MATERIAL FOR THE TASK section start

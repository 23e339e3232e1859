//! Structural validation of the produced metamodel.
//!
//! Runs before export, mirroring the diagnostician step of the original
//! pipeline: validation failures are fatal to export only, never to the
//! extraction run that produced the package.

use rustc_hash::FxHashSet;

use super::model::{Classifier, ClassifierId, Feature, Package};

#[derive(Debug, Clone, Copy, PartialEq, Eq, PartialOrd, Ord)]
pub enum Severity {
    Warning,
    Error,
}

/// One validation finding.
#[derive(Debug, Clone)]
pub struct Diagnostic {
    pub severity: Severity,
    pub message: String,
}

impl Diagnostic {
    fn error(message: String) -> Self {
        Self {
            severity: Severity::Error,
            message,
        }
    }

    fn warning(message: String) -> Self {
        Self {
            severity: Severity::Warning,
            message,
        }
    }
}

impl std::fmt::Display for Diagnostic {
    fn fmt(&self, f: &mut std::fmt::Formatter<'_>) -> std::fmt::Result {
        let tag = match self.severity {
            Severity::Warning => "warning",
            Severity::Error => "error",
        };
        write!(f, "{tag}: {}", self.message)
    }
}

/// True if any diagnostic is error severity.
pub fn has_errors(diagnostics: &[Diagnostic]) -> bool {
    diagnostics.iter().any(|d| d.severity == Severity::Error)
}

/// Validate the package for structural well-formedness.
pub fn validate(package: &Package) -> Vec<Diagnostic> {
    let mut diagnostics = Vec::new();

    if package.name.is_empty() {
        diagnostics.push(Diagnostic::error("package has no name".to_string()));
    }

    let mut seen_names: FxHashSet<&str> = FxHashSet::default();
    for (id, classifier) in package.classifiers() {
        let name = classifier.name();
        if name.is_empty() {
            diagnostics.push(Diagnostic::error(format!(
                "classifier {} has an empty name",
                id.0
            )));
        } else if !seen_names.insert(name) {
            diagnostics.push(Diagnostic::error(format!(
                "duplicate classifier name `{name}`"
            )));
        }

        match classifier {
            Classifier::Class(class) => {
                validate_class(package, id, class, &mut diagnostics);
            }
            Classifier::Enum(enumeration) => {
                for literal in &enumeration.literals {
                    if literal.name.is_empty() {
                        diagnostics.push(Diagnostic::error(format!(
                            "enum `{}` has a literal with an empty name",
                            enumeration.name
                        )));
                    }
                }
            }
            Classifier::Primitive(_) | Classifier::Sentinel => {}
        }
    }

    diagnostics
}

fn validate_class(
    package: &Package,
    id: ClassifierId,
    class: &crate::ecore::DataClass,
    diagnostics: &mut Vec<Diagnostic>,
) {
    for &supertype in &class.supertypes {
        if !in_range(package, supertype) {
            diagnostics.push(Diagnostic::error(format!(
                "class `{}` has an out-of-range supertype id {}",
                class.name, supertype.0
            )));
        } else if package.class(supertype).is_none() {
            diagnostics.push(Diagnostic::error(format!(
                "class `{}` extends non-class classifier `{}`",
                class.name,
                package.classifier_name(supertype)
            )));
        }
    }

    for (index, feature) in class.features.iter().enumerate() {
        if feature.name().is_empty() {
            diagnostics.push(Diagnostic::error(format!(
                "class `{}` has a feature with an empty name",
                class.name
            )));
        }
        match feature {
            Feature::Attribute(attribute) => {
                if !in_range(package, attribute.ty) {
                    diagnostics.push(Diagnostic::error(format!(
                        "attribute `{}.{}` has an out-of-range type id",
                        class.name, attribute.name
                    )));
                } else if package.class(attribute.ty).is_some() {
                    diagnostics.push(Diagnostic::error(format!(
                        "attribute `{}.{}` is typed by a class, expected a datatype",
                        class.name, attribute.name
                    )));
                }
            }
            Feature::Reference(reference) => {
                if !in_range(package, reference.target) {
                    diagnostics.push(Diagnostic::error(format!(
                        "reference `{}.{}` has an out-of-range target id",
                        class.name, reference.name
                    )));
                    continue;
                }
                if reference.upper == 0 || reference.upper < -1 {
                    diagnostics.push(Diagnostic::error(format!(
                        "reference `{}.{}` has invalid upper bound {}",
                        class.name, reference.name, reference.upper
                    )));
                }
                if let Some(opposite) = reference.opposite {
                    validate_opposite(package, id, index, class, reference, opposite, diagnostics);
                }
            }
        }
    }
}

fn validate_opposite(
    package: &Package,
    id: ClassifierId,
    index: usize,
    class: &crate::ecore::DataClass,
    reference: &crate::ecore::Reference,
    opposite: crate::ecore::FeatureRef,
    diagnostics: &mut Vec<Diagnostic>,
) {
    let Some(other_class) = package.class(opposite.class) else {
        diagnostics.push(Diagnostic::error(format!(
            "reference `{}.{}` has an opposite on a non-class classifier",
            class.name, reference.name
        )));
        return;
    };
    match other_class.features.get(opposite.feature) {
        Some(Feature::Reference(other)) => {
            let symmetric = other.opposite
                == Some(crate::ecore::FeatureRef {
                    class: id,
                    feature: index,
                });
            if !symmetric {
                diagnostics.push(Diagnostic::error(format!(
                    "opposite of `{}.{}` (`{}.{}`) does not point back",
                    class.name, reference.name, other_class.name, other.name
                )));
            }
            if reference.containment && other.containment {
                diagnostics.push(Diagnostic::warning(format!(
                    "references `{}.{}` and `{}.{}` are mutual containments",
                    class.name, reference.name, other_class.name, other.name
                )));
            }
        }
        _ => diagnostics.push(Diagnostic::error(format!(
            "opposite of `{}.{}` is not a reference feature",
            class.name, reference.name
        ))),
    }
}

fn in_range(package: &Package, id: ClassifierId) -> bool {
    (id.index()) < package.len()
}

MATERIAL FOR THE TASK section end

(TASK GOAL): Give only the number of lines in the entries above that hold the string "ClassifierId".

(RESPONSE TO THE TASK): 4